I was interested to read that the Rev. Douglas Taylor, tireless guardian of innocent young souls everywhere, was in Lewiston last weekend urging the Maine Public Broadcasting Network’s Community Advisory Board not to air a children’s TV program that makes a passing reference to gay parents.
Maine’s self-styled “Muggle” and Jesus Party founder condemned the “Sugartime” episode of the PBS show “Postcards from Buster,” in which a cartoon rabbit visits with real-life Vermont kids, who are being raised by a lesbian couple, as they learn to make maple syrup and cheese.
“You put gay in the music and the movies and the TV, and we’re putting filth in the house and introducing the gay agenda,” said Taylor, who held a toy bunny at the hearing with a sign reading “Don’t Pervert My Show.”
Despite Taylor’s protestations, the board decided Monday to run the show on April 16 and encouraged parents to make viewing decisions appropriate for their families. Not to be outdone, Taylor now says he wants to organize a rally in Lewiston to protest the episode’s airing.
You’d think the reverend would have enough to do these days just trying to rid the world of the army of young witches and sorcerers who, as we speak, are training their evil eyes on an unsuspecting population of young readers and ruining their chances of getting into heaven one day.
You might have heard about Taylor and his now infamous public protests against the wildly popular series of Harry Potter books by J.K. Rowling and the enormously successful movies based on them. A few years back, Taylor and a small band of Jesus Party supporters held a Potter book-burning in Kennedy Park in Lewiston to enlighten those of us foolish enough to think the stories were harmless adventure-filled fantasies when actually they were an insidious plot by Satan himself to turn our kids into little occultists in training.

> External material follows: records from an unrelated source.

#![forbid(unsafe_code)]

//! Sigill: XML Digital Signature key resolution, streaming event model and
//! signature algorithm policy.

pub use sigill_core as core;
pub use sigill_crypto as crypto;
pub use sigill_dsig as dsig;
pub use sigill_keys as keys;
pub use sigill_xml as xml;

pub use sigill_core::{Error, KeyResolverError, Result, SignatureError, StorageResolverError};
impl EventArena {
    pub fn new() -> Self {
        Self::default()
    }

    /// Append an event under `parent`.
    ///
    /// `parent` must be the innermost open start element of this arena,
    /// or `None` when no element is open. End elements are appended with
    /// [`EventArena::push_end`].
    pub fn push(&mut self, parent: Option<NodeId>, event: XmlSecEvent) -> Result<NodeId, Error> {
        if event.kind() == EventKind::EndElement {
            return Err(Error::XmlStructure(
                "end elements are appended with push_end".into(),
            ));
        }
        if let Some(p) = parent {
            self.check_open_element(p)?;
        }
        let innermost = self.open.last().copied().map(NodeId);
        if parent != innermost {
            return Err(Error::XmlStructure(format!(
                "parent {:?} is not the innermost open element {:?}",
                parent.map(NodeId::index),
                innermost.map(NodeId::index)
            )));
        }
        let id = NodeId(self.nodes.len());
        if event.is_start_element() {
            self.open.push(id.0);
        }
        self.nodes.push(XmlSecNode { event, parent });
        Ok(id)
    }

    /// Close the start element `element`, which must be the innermost open
    /// element.
    pub fn push_end(&mut self, element: NodeId) -> Result<NodeId, Error> {
        self.check_open_element(element)?;
        if self.open.last() != Some(&element.0) {
            return Err(Error::XmlStructure(format!(
                "element {} still has open descendants",
                element.0
            )));
        }
        let name = self
            .element_name(element)
            .cloned()
            .ok_or_else(|| Error::XmlStructure("not a start element".into()))?;
        let id = NodeId(self.nodes.len());
        self.nodes.push(XmlSecNode {
            event: XmlSecEvent::EndElement { name },
            parent: Some(element),
        });
        self.ends.insert(element.0, id.0);
        self.open.pop();
        Ok(id)
    }

    fn check_open_element(&self, id: NodeId) -> Result<(), Error> {
        let node = self
            .get(id)
            .ok_or_else(|| Error::XmlStructure(format!("unknown node handle {}", id.0)))?;
        if !node.event.is_start_element() {
            return Err(Error::XmlStructure(format!(
                "node {} is a {:?}, not a start element",
                id.0,
                node.kind()
            )));
        }
        if self.ends.contains_key(&id.0) {
            return Err(Error::XmlStructure(format!("element {} is already closed", id.0)));
        }
        Ok(())
    }

    pub fn get(&self, id: NodeId) -> Option<&XmlSecNode> {
        self.nodes.get(id.0)
    }

    pub fn event(&self, id: NodeId) -> Option<&XmlSecEvent> {
        self.get(id).map(|n| &n.event)
    }

    pub fn parent(&self, id: NodeId) -> Option<NodeId> {
        self.get(id).and_then(|n| n.parent)
    }

    pub fn len(&self) -> usize {
        self.nodes.len()
    }

    pub fn is_empty(&self) -> bool {
        self.nodes.is_empty()
    }

    /// All nodes in document order.
    pub fn iter(&self) -> impl Iterator<Item = (NodeId, &XmlSecNode)> {
        self.nodes.iter().enumerate().map(|(i, n)| (NodeId(i), n))
    }

    /// Enclosing start elements, nearest first.
    pub fn ancestors(&self, id: NodeId) -> Ancestors<'_> {
        Ancestors {
            arena: self,
            next: self.parent(id),
        }
    }

    pub fn is_ancestor(&self, ancestor: NodeId, id: NodeId) -> bool {
        self.ancestors(id).any(|a| a == ancestor)
    }

    /// The element whose namespace scope applies at `id`: the node itself for
    /// a start element, its parent otherwise.
    fn scope_element(&self, id: NodeId) -> Option<NodeId> {
        let node = self.get(id)?;
        if node.event.is_start_element() {
            Some(id)
        } else {
            node.parent
        }
    }

    /// Scope element followed by its ancestors.
    fn scope_chain(&self, id: NodeId) -> impl Iterator<Item = NodeId> + '_ {
        let start = self.scope_element(id);
        std::iter::successors(start, move |n| self.parent(*n))
    }

    pub fn element_name(&self, id: NodeId) -> Option<&QName> {
        match self.event(id)? {
            XmlSecEvent::StartElement { name, .. } => Some(name),
            _ => None,
        }
    }

    pub fn attributes(&self, id: NodeId) -> &[Attribute] {
        match self.event(id) {
            Some(XmlSecEvent::StartElement { attributes, .. }) => attributes,
            _ => &[],
        }
    }

    pub fn declared_namespaces(&self, id: NodeId) -> &[Namespace] {
        match self.event(id) {
            Some(XmlSecEvent::StartElement { namespaces, .. }) => namespaces,
            _ => &[],
        }
    }

    /// Attribute without a namespace, by local name.
    pub fn attribute(&self, id: NodeId, local_name: &str) -> Option<&str> {
        self.attributes(id)
            .iter()
            .find(|a| a.name.namespace.is_none() && a.name.local_name == local_name)
            .map(|a| a.value.as_str())
    }

    /// Resolve `prefix` (`None` for the default namespace) in scope at `id`.
    pub fn lookup_namespace(&self, id: NodeId, prefix: Option<&str>) -> Option<&str> {
        if prefix == Some("xml") {
            return Some(ns::XML);
        }
        for el in self.scope_chain(id) {
            if let Some(decl) = self
                .declared_namespaces(el)
                .iter()
                .find(|d| d.prefix.as_deref() == prefix)
            {
                return if decl.uri.is_empty() {
                    None
                } else {
                    Some(decl.uri.as_str())
                };
            }
        }
        None
    }

    /// Every namespace binding in scope at `id`, keyed by prefix.
    pub fn in_scope_namespaces(&self, id: NodeId) -> BTreeMap<Option<String>, String> {
        let chain: Vec<NodeId> = self.scope_chain(id).collect();
        let mut scope = BTreeMap::new();
        for el in chain.into_iter().rev() {
            for decl in self.declared_namespaces(el) {
                if decl.uri.is_empty() {
                    scope.remove(&decl.prefix);
                } else {
                    scope.insert(decl.prefix.clone(), decl.uri.clone());
                }
            }
        }
        scope
    }

    /// Nearest value of an attribute on the scope element or its ancestors,
    /// e.g. `xml:lang` or `xml:space`.
    pub fn inherited_attribute(&self, id: NodeId, namespace: &str, local_name: &str) -> Option<&str> {
        self.scope_chain(id).find_map(|el| {
            self.attributes(el)
                .iter()
                .find(|a| a.name.is(namespace, local_name))
                .map(|a| a.value.as_str())
        })
    }

    /// Last node of the subtree rooted at `element` (its end element, or the
    /// last node pushed while it is still open).
    fn subtree_end(&self, element: NodeId) -> usize {
        self.ends
            .get(&element.0)
            .copied()
            .unwrap_or(self.nodes.len().saturating_sub(1))
    }

    /// `element`, its descendants and its end element, in document order.
    pub fn subtree(&self, element: NodeId) -> impl Iterator<Item = NodeId> + '_ {
        let range = if self.element_name(element).is_some() {
            element.0..self.subtree_end(element) + 1
        } else {
            0..0
        };
        range.map(NodeId)
    }

    /// Direct children of `element`, excluding its end element.
    pub fn children(&self, element: NodeId) -> impl Iterator<Item = NodeId> + '_ {
        self.subtree(element).skip(1).filter(move |id| {
            let node = &self.nodes[id.0];
            node.parent == Some(element) && node.kind() != EventKind::EndElement
        })
    }

    pub fn child_elements(&self, element: NodeId) -> impl Iterator<Item = NodeId> + '_ {
        self.children(element)
            .filter(|id| self.nodes[id.0].event.is_start_element())
    }

    pub fn find_child(&self, element: NodeId, ns: &str, local_name: &str) -> Option<NodeId> {
        self.child_elements(element)
            .find(|c| self.element_name(*c).is_some_and(|n| n.is(ns, local_name)))
    }

    pub fn find_children<'a>(
        &'a self,
        element: NodeId,
        ns: &'a str,
        local_name: &'a str,
    ) -> impl Iterator<Item = NodeId> + 'a {
        self.child_elements(element)
            .filter(move |c| self.element_name(*c).is_some_and(|n| n.is(ns, local_name)))
    }

    /// Concatenated character data of the direct children of `element`.
    pub fn text(&self, element: NodeId) -> String {
        self.children(element)
            .filter_map(|id| match &self.nodes[id.0].event {
                XmlSecEvent::Characters { text } => Some(text.as_str()),
                _ => None,
            })
            .collect()
    }

    /// First element in document order with the given name.
    pub fn find_element(&self, ns: &str, local_name: &str) -> Option<NodeId> {
        self.iter()
            .find(|(_, n)| n.event.name().is_some_and(|q| q.is(ns, local_name)) && n.event.is_start_element())
            .map(|(id, _)| id)
    }

    /// First element carrying one of `id_attrs` with value `value`.
    ///
    /// Attribute names match either an un-namespaced local name (`Id`) or
    /// the qualified name as written (`wsu:Id`).
    pub fn find_by_id(&self, value: &str, id_attrs: &[&str]) -> Option<NodeId> {
        self.iter()
            .filter(|(_, n)| n.event.is_start_element())
            .find(|(id, _)| {
                self.attributes(*id).iter().any(|a| {
                    a.value == value
                        && id_attrs.iter().any(|want| {
                            (a.name.namespace.is_none() && a.name.local_name == *want)
                                || a.name.to_string() == *want
                        })
                })
            })
            .map(|(id, _)| id)
    }
}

In 2002, Taylor planned to burn another Rowling book to protest the release of the movie “Harry Potter and the Chamber of Secrets.” His bid to send Harry and his Hogwarts cronies up in smoke was foiled, however, when fire officials decided a bonfire was too dangerous and denied his permit. So Taylor, who also has denounced Peter Pan and the Wizard of Oz as cultist entertainment, took a stand against the perils of juvenile witchcraft by hacking up the Potter book with a pair of scissors and gleefully tossing the foul text into a trash barrel.
“Controversy! I love it, and I’m on the cutting edge of it,” the humble Taylor told reporters at the time while proudly wearing a “Muggle” tag to identify himself with the nonmagical humans in the book.

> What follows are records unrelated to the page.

//! Anchor search and the unrolled log view
//!
//! A ring-buffer history memory starts wherever the write cursor last
//! wrapped. The first structurally valid timestamp marks that point; the log
//! is read from there to the end of memory and continues from the start of
//! memory up to the anchor. No rotated copy is made: `LogView` maps logical
//! positions onto the two physical ranges.

use std::borrow::Cow;

use chrono::NaiveDateTime;
use tracing::debug;

use super::variant::{DecoderVariant, TagKind, TagTable};

/// First valid timestamp in the raw memory
#[derive(Debug, Clone, PartialEq, Eq)]
pub struct Anchor {
    /// Physical offset of the timestamp's escape sequence
    pub offset: usize,
    pub time: NaiveDateTime,
}

/// Find the first complete timestamp record with plausible fields
///
/// Plausible means a real calendar date and, when the layout carries one, a
/// save-type byte the variant knows.
pub fn find_anchor(raw: &[u8], variant: &DecoderVariant, table: &TagTable) -> Option<Anchor> {
    let escape = variant.escape.as_slice();
    if escape.is_empty() || raw.len() <= escape.len() {
        return None;
    }

    for offset in 0..raw.len() - escape.len() {
        if !raw[offset..].starts_with(escape) {
            continue;
        }
        let tag_at = offset + escape.len();
        let Some(TagKind::Timestamp(layout)) = table.escaped(raw[tag_at]) else {
            continue;
        };
        let Some(payload) = raw.get(tag_at + 1..tag_at + 1 + layout.payload_len()) else {
            continue;
        };
        if !layout.trailer_matches(payload) {
            continue;
        }
        if let Some(code) = layout.save_code(payload) {
            if variant.save_mode(code).is_none() {
                continue;
            }
        }
        if let Some(time) = layout.parse_time(payload) {
            debug!(offset, %time, "anchor found");
            return Some(Anchor { offset, time });
        }
    }
    None
}

/// Position where reading starts for a given anchor
///
/// Wrapping memories start at the anchor. Linear logs start at their first
/// escape sequence so that settings stored ahead of the first timestamp are
/// not lost.
pub fn read_start(raw: &[u8], variant: &DecoderVariant, anchor: &Anchor) -> usize {
    if variant.wraps {
        return anchor.offset;
    }
    let escape = variant.escape.as_slice();
    raw.windows(escape.len())
        .position(|w| w == escape)
        .filter(|&p| p <= anchor.offset)
        .unwrap_or(anchor.offset)
}

/// Logical view of the log: `raw[start..]` followed by `raw[..start]` when
/// the memory wraps, with trailing fill bytes dropped
#[derive(Debug, Clone, Copy)]
pub struct LogView<'a> {
    head: &'a [u8],
    tail: &'a [u8],
    start: usize,
    len: usize,
}

impl<'a> LogView<'a> {
    pub fn new(raw: &'a [u8], start: usize, wraps: bool, fill: Option<u8>) -> Self {
        let start = start.min(raw.len());
        let head = &raw[start..];
        let tail: &[u8] = if wraps { &raw[..start] } else { &[] };
        let mut view = Self {
            head,
            tail,
            start,
            len: head.len() + tail.len(),
        };
        if let Some(fill) = fill {
            while view.len > 0 && view.get(view.len - 1) == Some(fill) {
                view.len -= 1;
            }
        }
        if !view.tail.is_empty() {
            debug!(start, len = view.len, "log unrolled at anchor");
        }
        view
    }

    pub fn len(&self) -> usize {
        self.len
    }

    pub fn is_empty(&self) -> bool {
        self.len == 0
    }

    /// Bytes left from `pos` to the end of the log
    pub fn available(&self, pos: usize) -> usize {
        self.len.saturating_sub(pos)
    }

    pub fn get(&self, pos: usize) -> Option<u8> {
        if pos >= self.len {
            return None;
        }
        if pos < self.head.len() {
            Some(self.head[pos])
        } else {
            self.tail.get(pos - self.head.len()).copied()
        }
    }

    /// `n` bytes from `pos`; borrowed unless the range spans the wrap point
    pub fn slice(&self, pos: usize, n: usize) -> Option<Cow<'a, [u8]>> {
        let end = pos.checked_add(n)?;
        if end > self.len {
            return None;
        }
        let split = self.head.len();
        if end <= split {
            Some(Cow::Borrowed(&self.head[pos..end]))
        } else if pos >= split {
            Some(Cow::Borrowed(&self.tail[pos - split..end - split]))
        } else {
            let mut joined = Vec::with_capacity(n);
            joined.extend_from_slice(&self.head[pos..]);
            joined.extend_from_slice(&self.tail[..end - split]);
            Some(Cow::Owned(joined))
        }
    }

    /// True if `pattern` starts at `pos`
    pub fn starts_with(&self, pos: usize, pattern: &[u8]) -> bool {
        self.slice(pos, pattern.len())
            .is_some_and(|bytes| bytes.as_ref() == pattern)
    }

    /// Offset of a logical position in the unrolled log
    pub fn index_of(&self, pos: usize) -> u32 {
        u32::try_from(self.start + pos).unwrap_or(u32::MAX)
    }
}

Now that Taylor has chosen to speak out against another of his perceived unholy abominations – the TV depiction of gay people raising kids like normal, God-fearing heterosexuals – his dismal anti-Potter track record suggests he probably won’t get too far. Not only have his silly exorcisms-by-scissors earned him lots of unflattering national press, they’ve done nothing to stem enthusiasm for the further adventures of Potter and his cohorts. When “Harry Potter and the Half-Blood Prince” comes out this summer, the U.S. printing of 10.8 million copies will set a record for a hardcover release.
You can bet the Rev. Muggle is already sharpening his scissors in anticipation.